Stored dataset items
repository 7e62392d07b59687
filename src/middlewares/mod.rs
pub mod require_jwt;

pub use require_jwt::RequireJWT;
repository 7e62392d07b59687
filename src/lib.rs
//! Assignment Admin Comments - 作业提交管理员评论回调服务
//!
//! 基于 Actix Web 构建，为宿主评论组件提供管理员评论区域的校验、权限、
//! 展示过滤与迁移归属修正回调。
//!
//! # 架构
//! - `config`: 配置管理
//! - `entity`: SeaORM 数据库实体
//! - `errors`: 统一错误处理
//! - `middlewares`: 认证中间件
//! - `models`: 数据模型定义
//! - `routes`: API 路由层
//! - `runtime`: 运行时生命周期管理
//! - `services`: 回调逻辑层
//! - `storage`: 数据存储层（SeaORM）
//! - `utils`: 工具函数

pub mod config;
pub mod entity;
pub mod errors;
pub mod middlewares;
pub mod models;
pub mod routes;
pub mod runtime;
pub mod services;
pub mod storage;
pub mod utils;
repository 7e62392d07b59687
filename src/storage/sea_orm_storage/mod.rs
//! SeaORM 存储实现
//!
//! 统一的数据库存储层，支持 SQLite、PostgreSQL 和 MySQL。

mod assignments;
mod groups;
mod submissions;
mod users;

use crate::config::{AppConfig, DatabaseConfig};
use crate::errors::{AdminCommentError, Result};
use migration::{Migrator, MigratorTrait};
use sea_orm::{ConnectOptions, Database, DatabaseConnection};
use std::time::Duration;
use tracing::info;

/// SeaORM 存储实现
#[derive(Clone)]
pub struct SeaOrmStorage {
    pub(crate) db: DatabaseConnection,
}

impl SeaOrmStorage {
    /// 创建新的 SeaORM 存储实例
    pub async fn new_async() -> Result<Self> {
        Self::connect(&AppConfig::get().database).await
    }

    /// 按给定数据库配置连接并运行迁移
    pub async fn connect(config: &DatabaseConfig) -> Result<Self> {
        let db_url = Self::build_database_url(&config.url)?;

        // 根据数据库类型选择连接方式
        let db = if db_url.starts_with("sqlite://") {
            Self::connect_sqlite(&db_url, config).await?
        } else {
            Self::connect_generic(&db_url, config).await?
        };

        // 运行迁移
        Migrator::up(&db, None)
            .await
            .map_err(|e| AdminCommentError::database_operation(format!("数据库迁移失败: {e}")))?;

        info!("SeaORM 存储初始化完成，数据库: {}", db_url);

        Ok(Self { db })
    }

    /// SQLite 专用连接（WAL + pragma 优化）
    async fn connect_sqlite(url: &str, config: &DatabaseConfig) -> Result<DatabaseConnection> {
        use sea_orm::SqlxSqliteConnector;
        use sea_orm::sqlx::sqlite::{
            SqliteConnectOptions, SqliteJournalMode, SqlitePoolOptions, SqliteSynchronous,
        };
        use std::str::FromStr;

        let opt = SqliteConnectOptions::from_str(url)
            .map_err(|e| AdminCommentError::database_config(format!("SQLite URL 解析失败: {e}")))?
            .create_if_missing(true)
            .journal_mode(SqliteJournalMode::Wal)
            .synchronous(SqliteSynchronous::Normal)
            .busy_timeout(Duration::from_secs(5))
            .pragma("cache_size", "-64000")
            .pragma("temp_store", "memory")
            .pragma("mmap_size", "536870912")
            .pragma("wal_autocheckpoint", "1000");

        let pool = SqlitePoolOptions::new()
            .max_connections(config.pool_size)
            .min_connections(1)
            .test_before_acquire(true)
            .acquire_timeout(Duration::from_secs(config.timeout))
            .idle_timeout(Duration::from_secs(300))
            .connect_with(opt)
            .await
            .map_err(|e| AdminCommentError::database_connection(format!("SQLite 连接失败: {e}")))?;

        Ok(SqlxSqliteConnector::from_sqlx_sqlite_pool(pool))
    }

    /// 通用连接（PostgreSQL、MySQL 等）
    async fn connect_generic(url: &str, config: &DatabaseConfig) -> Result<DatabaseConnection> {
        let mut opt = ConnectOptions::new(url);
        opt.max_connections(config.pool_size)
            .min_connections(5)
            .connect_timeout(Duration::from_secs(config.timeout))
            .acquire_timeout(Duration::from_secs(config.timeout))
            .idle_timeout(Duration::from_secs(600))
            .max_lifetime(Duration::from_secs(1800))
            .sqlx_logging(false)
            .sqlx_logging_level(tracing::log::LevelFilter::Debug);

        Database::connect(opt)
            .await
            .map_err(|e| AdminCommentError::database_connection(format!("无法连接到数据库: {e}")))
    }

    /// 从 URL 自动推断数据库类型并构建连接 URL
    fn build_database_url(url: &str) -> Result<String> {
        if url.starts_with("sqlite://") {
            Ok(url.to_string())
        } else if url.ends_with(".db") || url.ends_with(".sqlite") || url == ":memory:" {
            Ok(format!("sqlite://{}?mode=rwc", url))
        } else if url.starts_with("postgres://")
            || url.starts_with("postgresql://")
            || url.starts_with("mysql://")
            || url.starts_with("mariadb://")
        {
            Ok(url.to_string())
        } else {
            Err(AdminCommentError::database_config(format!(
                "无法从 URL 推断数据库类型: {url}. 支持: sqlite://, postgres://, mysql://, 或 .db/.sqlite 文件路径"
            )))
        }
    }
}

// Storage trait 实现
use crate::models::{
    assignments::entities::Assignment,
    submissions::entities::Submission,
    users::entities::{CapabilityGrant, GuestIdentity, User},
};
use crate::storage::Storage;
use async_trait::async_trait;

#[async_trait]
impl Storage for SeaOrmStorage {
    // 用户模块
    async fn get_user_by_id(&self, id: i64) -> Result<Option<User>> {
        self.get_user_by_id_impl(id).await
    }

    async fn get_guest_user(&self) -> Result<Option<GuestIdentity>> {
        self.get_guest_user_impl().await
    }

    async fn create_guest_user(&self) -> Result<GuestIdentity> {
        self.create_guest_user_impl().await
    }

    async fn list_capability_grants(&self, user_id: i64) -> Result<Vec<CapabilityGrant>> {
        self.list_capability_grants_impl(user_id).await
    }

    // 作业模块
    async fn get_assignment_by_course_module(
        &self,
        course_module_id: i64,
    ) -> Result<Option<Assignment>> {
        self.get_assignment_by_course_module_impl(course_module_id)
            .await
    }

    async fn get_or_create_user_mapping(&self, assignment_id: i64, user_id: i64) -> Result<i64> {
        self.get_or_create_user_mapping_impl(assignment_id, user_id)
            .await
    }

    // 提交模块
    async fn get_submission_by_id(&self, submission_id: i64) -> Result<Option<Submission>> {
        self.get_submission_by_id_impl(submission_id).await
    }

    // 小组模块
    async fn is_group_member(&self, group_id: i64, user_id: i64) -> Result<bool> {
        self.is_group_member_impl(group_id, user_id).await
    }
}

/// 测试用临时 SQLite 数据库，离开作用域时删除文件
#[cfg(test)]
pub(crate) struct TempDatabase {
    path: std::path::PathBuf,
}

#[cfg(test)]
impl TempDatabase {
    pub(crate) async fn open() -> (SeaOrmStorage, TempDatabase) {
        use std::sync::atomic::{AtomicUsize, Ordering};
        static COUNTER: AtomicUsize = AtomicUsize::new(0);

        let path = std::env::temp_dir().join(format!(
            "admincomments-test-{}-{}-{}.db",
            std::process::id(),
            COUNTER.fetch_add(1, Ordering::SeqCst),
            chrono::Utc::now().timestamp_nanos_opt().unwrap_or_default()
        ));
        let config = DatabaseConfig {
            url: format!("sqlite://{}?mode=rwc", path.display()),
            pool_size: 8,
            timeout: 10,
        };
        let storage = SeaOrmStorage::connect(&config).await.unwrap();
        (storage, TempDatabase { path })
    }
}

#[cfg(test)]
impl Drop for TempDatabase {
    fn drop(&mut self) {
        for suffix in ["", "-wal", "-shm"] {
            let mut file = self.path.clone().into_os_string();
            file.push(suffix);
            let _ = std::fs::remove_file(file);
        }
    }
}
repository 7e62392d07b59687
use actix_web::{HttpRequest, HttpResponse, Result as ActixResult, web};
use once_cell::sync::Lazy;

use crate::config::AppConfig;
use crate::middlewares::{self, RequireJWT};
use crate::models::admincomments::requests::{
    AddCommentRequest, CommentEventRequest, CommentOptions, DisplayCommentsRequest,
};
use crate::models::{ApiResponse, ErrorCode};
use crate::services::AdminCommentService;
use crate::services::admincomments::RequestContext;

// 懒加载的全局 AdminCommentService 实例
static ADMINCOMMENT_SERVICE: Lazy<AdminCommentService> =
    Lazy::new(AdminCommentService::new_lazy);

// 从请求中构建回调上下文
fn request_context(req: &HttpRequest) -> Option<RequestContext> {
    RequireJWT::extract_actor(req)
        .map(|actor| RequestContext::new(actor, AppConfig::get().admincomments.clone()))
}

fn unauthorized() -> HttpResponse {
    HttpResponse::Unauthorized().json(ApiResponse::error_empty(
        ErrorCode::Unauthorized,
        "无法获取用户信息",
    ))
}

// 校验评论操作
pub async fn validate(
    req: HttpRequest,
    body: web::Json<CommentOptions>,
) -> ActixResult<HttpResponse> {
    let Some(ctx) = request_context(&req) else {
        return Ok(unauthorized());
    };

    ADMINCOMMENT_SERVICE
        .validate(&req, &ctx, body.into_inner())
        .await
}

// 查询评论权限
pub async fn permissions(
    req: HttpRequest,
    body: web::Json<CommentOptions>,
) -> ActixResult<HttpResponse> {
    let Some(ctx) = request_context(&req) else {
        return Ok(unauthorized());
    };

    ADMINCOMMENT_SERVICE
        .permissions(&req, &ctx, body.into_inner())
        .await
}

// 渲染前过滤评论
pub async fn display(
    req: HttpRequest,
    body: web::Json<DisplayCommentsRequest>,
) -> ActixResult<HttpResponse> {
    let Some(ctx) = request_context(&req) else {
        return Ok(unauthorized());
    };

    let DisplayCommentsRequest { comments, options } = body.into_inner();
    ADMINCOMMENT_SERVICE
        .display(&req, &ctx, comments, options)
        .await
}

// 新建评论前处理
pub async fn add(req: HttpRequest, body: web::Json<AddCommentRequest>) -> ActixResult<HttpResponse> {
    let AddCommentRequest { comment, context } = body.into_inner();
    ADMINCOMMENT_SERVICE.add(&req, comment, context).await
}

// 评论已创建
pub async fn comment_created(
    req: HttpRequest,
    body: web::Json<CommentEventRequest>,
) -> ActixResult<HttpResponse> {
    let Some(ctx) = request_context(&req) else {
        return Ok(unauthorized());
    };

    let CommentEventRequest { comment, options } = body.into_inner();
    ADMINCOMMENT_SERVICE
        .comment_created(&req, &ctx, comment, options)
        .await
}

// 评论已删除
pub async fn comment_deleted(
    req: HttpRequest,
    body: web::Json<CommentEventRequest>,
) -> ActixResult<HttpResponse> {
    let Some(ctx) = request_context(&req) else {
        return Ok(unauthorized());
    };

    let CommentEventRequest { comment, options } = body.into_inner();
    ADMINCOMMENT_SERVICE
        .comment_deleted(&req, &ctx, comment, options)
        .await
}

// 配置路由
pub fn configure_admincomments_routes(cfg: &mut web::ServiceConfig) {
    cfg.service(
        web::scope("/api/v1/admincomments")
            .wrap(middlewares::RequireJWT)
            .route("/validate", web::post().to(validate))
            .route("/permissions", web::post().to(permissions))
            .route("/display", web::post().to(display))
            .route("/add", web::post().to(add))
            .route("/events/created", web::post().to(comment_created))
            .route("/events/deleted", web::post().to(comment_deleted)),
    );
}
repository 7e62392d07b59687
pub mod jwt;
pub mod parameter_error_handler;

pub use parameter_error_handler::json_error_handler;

_Exercise description_
Make a copy of each line in the records that has the word "SqliteSynchronous".

_Written answer_
            SqliteConnectOptions, SqliteJournalMode, SqlitePoolOptions, SqliteSynchronous,
            .synchronous(SqliteSynchronous::Normal)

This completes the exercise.